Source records
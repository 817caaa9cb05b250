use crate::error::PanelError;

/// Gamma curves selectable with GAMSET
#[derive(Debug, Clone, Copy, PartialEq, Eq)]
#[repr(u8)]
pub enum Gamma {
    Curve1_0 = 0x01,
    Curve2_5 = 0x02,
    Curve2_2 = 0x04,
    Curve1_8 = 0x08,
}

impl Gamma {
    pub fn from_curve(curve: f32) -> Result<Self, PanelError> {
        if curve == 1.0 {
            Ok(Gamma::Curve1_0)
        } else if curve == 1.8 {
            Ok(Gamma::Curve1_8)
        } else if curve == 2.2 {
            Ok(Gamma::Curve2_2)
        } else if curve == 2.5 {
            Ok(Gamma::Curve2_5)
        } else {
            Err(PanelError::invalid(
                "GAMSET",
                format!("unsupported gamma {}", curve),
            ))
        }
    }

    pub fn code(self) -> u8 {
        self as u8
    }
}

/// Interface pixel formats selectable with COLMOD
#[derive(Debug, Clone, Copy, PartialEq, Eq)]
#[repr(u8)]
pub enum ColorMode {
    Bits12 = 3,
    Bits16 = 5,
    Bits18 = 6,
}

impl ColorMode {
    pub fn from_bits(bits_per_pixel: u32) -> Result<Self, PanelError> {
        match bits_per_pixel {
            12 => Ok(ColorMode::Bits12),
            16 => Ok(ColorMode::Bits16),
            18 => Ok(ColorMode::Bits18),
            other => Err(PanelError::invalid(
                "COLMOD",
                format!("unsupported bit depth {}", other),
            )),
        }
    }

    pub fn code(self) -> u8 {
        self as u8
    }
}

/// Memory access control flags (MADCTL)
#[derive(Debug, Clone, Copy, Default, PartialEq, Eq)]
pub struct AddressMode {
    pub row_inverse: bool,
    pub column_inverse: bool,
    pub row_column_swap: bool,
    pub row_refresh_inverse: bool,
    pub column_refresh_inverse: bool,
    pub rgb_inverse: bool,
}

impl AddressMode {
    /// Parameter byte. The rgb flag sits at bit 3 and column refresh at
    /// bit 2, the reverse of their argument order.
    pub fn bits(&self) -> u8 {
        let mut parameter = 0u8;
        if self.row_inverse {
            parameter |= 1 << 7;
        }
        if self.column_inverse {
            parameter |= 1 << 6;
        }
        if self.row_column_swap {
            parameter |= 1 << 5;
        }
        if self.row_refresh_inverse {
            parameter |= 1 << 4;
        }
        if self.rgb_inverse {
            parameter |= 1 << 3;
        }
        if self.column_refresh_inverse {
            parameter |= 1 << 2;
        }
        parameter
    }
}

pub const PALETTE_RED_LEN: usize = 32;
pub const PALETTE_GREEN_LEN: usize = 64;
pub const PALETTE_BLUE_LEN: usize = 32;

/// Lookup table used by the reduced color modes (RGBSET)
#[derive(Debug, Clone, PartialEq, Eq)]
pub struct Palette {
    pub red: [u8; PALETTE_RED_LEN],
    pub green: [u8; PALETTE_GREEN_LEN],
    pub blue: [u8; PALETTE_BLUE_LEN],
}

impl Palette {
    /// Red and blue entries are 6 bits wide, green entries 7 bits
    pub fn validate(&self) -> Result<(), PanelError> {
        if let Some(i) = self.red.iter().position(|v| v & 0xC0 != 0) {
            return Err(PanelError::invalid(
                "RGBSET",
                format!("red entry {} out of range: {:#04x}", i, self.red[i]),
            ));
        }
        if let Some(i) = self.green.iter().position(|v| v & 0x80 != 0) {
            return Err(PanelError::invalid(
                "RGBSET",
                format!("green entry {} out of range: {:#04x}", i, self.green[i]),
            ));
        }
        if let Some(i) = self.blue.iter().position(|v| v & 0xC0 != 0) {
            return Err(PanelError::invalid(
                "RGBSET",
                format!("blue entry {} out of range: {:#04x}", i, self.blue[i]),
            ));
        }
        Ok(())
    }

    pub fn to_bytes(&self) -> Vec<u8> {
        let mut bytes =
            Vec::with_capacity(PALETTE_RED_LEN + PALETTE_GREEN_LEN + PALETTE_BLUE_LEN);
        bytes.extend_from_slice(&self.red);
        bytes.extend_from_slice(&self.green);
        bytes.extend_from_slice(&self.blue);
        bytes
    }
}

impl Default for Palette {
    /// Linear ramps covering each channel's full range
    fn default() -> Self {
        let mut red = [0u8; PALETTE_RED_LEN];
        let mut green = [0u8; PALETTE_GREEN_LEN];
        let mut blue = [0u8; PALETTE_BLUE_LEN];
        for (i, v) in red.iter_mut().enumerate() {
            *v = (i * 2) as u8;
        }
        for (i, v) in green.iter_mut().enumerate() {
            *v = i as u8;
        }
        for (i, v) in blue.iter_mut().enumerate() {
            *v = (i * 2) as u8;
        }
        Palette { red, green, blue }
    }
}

## Exercise details
Filter the entries above down to the lines that hold the word "enumerate", and copy those lines.

## The answer
        for (i, v) in red.iter_mut().enumerate() {
        for (i, v) in green.iter_mut().enumerate() {
        for (i, v) in blue.iter_mut().enumerate() {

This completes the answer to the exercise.